# embrocation



## bostaurus (Nov 29, 2016)

British embrocations...and my newest blue embrocation.  Very happy to get that one.


----------



## nhpharm (Nov 29, 2016)

Love them!


----------



## Harry Pristis (Nov 29, 2016)

Those bottles are interesting.  I didn't know that there was a variety of such preparations among British bottles.

Some of the examples in your group image have a resemblance to my mystery bottle.  I considered my bottle a soda, but the collectors on a UK bottle forum didn't recognize the form.  Maybe it's not a soda at all.  I acquired the bottle in Guyana, so it's likely to be British. What do you think?

 

​


----------



## bostaurus (Nov 29, 2016)

That sloping shoulder is very much like the embrocation bottles.  I am not sure if the embrocation makers were trying to copy the Elliman's bottles (an extremely popular embrocation) or if that shape had some advantage.  The lip however would probably not work well for something like embrocation.  Most embrocation bottles had the lip with the small ring at the top.  That helped cut down on drips.  Embrocations tended to be oily and you did not want the bottle to get slick.   No matter...what ever your bottle was used for, it is very nice.  Wonderful look to it.


----------



## bostaurus (Nov 29, 2016)

Thinking about it...I had an Irish bottle that was in that shape but with a donut shaped lip.  I can't remember...I think it was a beer or water.  I will try to find a picture of it.


----------



## bostaurus (Nov 29, 2016)

Here you go.  It was a 'stomach beverage'.   I am not an expert on this but the lip on your bottle seems to be more American than European.


----------



## Harry Pristis (Nov 29, 2016)

Thank you for the comments and the image.  
   The lip is the mystery.  It's applied, so it's an entirely different finish from that of many of your bottles in the group image.  I think the bottle is earlier than the typical "club sauce" lip finish common to British medicinals at the TOC.
   The UK collectors thought it might be Continental in origin -- Dutch or Scandinavian.  But, they may have been operating on the assumption that it is a soda bottle.
   I don't think it is American-made.  I had never seen anything like it or I wouldn't have bothered to carry it home in my luggage.  It is still the only example I have seen.
   Your post offers a new possibility.  Lip finishes may vary with time, technology, and demand.  But, those sharp, "ski-jump" shoulders may be imitation of a well-known brand like Elliman's (a common marketing strategy) -- the spark of a bottle form tradition, perhaps.  
I resurrected your 2011 thread on the Elliman's bottles.
   Thanks again for posting.


----------



## andy volkerts (Nov 29, 2016)

I wish that British bottles were more popular in this country as they come in the most fantastic colors imaginable, and they are crude, even the later ones 1920s look 1870ish.  AA auctions in Elsecar England always has some of the best British bottles!!


----------



## andy volkerts (Nov 29, 2016)

Your Embrocation are perfect examples of what I mean, beautiful bottles all !!


----------



## bostaurus (Nov 29, 2016)

I would love to go to the AA Auctions.


----------



## andy volkerts (Nov 29, 2016)

COBALT BLUE, ANTIQUE BOTTLE, HILLEMANN'S CHICKEN CURE, MINNESOTA!!!				 			

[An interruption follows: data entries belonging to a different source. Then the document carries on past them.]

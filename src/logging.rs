//! Global tracing subscriber.

use std::sync::OnceLock;

use tracing_subscriber::{fmt, prelude::*, EnvFilter, Registry};

static INITIALIZED: OnceLock<()> = OnceLock::new();

#[derive(Debug, thiserror::Error)]
pub enum LoggingError {
    #[error("Invalid log filter '{filter}': {source}")]
    Filter {
        filter: String,
        source: tracing_subscriber::filter::ParseError,
    },
    #[error("Failed to install global tracing subscriber: {0}")]
    SetGlobal(tracing::subscriber::SetGlobalDefaultError),
}

/// Install the subscriber. `RUST_LOG` wins over `default_level`.
/// Subsequent calls are no-ops.
pub fn init(default_level: &str) -> Result<(), LoggingError> {
    if INITIALIZED.get().is_some() {
        return Ok(());
    }

    let env_filter = build_env_filter(default_level)?;
    // stderr keeps the operator console on stdout readable
    let stderr_layer = fmt::layer().with_target(false).with_writer(std::io::stderr);

    let subscriber = Registry::default().with(env_filter).with(stderr_layer);
    tracing::subscriber::set_global_default(subscriber).map_err(LoggingError::SetGlobal)?;
    let _ = INITIALIZED.set(());

    tracing::debug!("Logging initialized at default level {}", default_level);
    Ok(())
}

fn build_env_filter(default_level: &str) -> Result<EnvFilter, LoggingError> {
    if let Ok(filter) = EnvFilter::try_from_default_env() {
        return Ok(filter);
    }
    EnvFilter::try_new(default_level).map_err(|source| LoggingError::Filter {
        filter: default_level.to_string(),
        source,
    })
}

#[cfg(test)]
mod tests {
    use super::*;

    #[test]
    fn rejects_garbage_level() {
        if std::env::var_os("RUST_LOG").is_some() {
            return;
        }
        assert!(build_env_filter("warn").is_ok());
        assert!(matches!(
            build_env_filter("not=a=filter"),
            Err(LoggingError::Filter { .. })
        ));
    }
}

Email to friends Share on Facebook - opens in a new window or tab Share on Twitter - opens in a new window or tab Share on


----------



## andy volkerts (Nov 29, 2016)

didn't paste the whole thing, but that's the item Hillemans chicken cholera cure, only 5 grand!!


----------



## bostaurus (Nov 30, 2016)

They are lovely but I don't think one will be gracing my collection!


----------



## nhpharm (Nov 30, 2016)

I think the seller is a bit optimistic.  There are a handful of these floating around and as late as they are I don't see anyone paying 5K for one...but I could be wrong!


----------



## sandchip (Dec 1, 2016)

Kills me how folks waste their own and everybody else's time putting bottles like that on ebay.  Coasttocoastantiques is another.  Great bottles with almost zero chance of selling.  Folks that spend that kind of bread know their bottles and you're rarely gonna slip one by on 'em.  Compare that to the recent Indians Panacea (great bottle) which closed at $4,050.00.  The starting bid?  $0.01.  A lot of fun to watch sales like that.


----------



## sandchip (Dec 1, 2016)

Beautiful embrocations, by the way!  The blue one rocks!


----------



## bostaurus (Dec 1, 2016)

I agree.  It is best to start low with good pictures and description.


----------